2015 Latest Caselaw 2296 Del

Citation : 2015 Latest Caselaw 2296 Del
Judgement Date : 18 March, 2015

Delhi High Court
Municipal Corporation Of Delhi vs Sadhna Grover & Anr. on 18 March, 2015
Author: Rajiv Sahai Endlaw
*      IN THE HIGH COURT OF DELHI AT NEW DELHI

%                                      Date of decision: 18th March, 2015

+ LPA 240/2006 & CM No.12177/2012 (of R-1 for dismissal of appeal)

       MUNICIPAL CORPORATION OF DELHI             ..... Appellant
                   Through: Ms. Mini Pushkarna and Mr.
                            Siddhartha Nagpal, Advs.

                                 Versus

       SADHNA GROVER & ANR.                  ..... Respondents
                  Through: Mr. Hameed S. Shaikh, Adv. for R-1.
                            Mr. Pawan Mathur and Mr.
                            Himanshu Gupta, Advs. for R-
                            2/DDA.

CORAM:
HON'BLE THE CHIEF JUSTICE
HON'BLE MR. JUSTICE RAJIV SAHAI ENDLAW
RAJIV SAHAI ENDLAW, J.

1. This intra court appeal impugns the orders dated 22nd November,

2005 and 30th November, 2005 of the learned Single Judge of this Court in

W.P.(C) No.6827/1999 filed by the respondent No.1 [respondent No.2 is the

Delhi Development Authority (DDA)]. Vide order dated 22nd November,

2005, the appellant Municipal Corporation of Delhi (MCD) was directed to

allot to the respondent No.1/writ petitioner on license basis, 200 sq. yrds. of

land for running a coal depot. Vide subsequent order dated 30th November,

2005, the application of the appellant MCD for recall / modification of the

order dated 22nd November, 2005 was dismissed.

2. The respondent No.1/writ petitioner filed the writ petition from which

this appeal arises, pleading:

(i) that her father-in-law Sh. Madan Lal Grover was, vide letter

dated 25th March, 1969 of the appellant MCD, allotted a plot / site

admeasuring 200 sq. yrds. neighbouring F/437-B, New Rajinder

Nagar, New Delhi, on tehbazari basis at Rs.20/- per month, for use

as a coal depot;

(ii) that the said site was given to Sh. Madan Lal Grover at the time

of widening of Shankar Road in lieu of his coal depot site at Shankar

Road;

(iii) that the said Sh. Madan Lal Grover constructed an office on

and a boundary wall around the said coal depot plot and obtained

electricity and water connection at the said site;

(iv) that Sh. Madan Lal Grover died on 19th July, 1979 and

thereafter the respondent No.1/writ petitioner was paying the

tehbazari / license fee;

(v) that on 26th October, 1999, DDA demolished the existing

structure on the said plot / site, without notice and opportunity of

hearing and was also not allowing the respondent No.1/writ petitioner

from doing business on the said plot / site.

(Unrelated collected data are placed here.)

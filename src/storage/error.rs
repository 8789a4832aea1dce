//! Low-level storage failures and their translation into [`CoreError`].

use std::time::Duration;

use thiserror::Error;

use crate::error::{CoreError, PersistenceFailure};

/// Failure reported by a database backend.
#[derive(Debug, Clone, Error, PartialEq, Eq)]
pub enum DbError {
    #[error("transaction exceeded {0:?}")]
    Timeout(Duration),

    #[error("unique constraint `{constraint}` violated")]
    UniqueViolation { constraint: &'static str },

    #[error("foreign key constraint `{constraint}` violated")]
    ForeignKeyViolation { constraint: &'static str },

    #[error("null value in required column `{column}`")]
    NotNullViolation { column: &'static str },

    #[error("database client failed to initialize: {0}")]
    ConnectionInit(String),

    #[error("{0}")]
    Other(String),
}

impl DbError {
    /// SQLSTATE-style code, as a relational backend would report it.
    pub fn code(&self) -> &'static str {
        match self {
            DbError::Timeout(_) => "57014",
            DbError::UniqueViolation { .. } => "23505",
            DbError::ForeignKeyViolation { .. } => "23503",
            DbError::NotNullViolation { .. } => "23502",
            DbError::ConnectionInit(_) => "08001",
            DbError::Other(_) => "XX000",
        }
    }
}

impl From<DbError> for CoreError {
    fn from(err: DbError) -> Self {
        tracing::debug!(sqlstate = err.code(), error = %err, "Database error");
        match err {
            DbError::Timeout(timeout) => CoreError::DatabaseTimeout { timeout },
            DbError::UniqueViolation { constraint } => {
                CoreError::PersistenceFailed(PersistenceFailure::Duplicate { constraint })
            }
            DbError::ForeignKeyViolation { constraint } => {
                CoreError::PersistenceFailed(PersistenceFailure::DanglingReference { constraint })
            }
            DbError::NotNullViolation { column } => CoreError::ValidationFailed {
                field: column,
                reason: "is required".to_string(),
            },
            DbError::ConnectionInit(message) => {
                CoreError::PersistenceFailed(PersistenceFailure::Unavailable(message))
            }
            DbError::Other(message) => {
                tracing::error!(error = %message, "Unclassified database error");
                CoreError::Internal(message)
            }
        }
    }
}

Accordingly, the reliefs of, (a) restraining the DDA and MCD

from dispossessing the respondent No.1/writ petitioner from the said

land; and, (b) of a direction to the DDA/MCD to restore the structure

demolished illegally, were claimed in the writ petition.

3. DDA filed a counter affidavit in the writ petition inter alia stating, (I)

that the respondent No.1/writ petitioner was at best a licensee with respect

to the said plot / site and the license in her favour had also not been

validated beyond 31st December, 1989 and in any case such license did not

confer any right, title or interest in the respondent No.1/writ petitioner with

respect to the said plot / site; (II) that the said land belongs to the

Government of India and was transferred to the DDA vide letter dated 12 th

May, 1984 of the Department of Rehabilitation (Settlement Wing); (III) that

finding the plot / site to be encroached upon, the encroachment was

removed on 26th October, 1999 and DDA had put up its own fencing around

the site; (IV) that MCD had got nothing to do with the said land, which

belonged to the Ministry of Rehabilitation and since 12th May, 1984 was

under the management and control of DDA.

4. Vide ad-interim order dated 19th November, 1999 in the writ petition,

status quo with respect to the plot of land was directed to be maintained.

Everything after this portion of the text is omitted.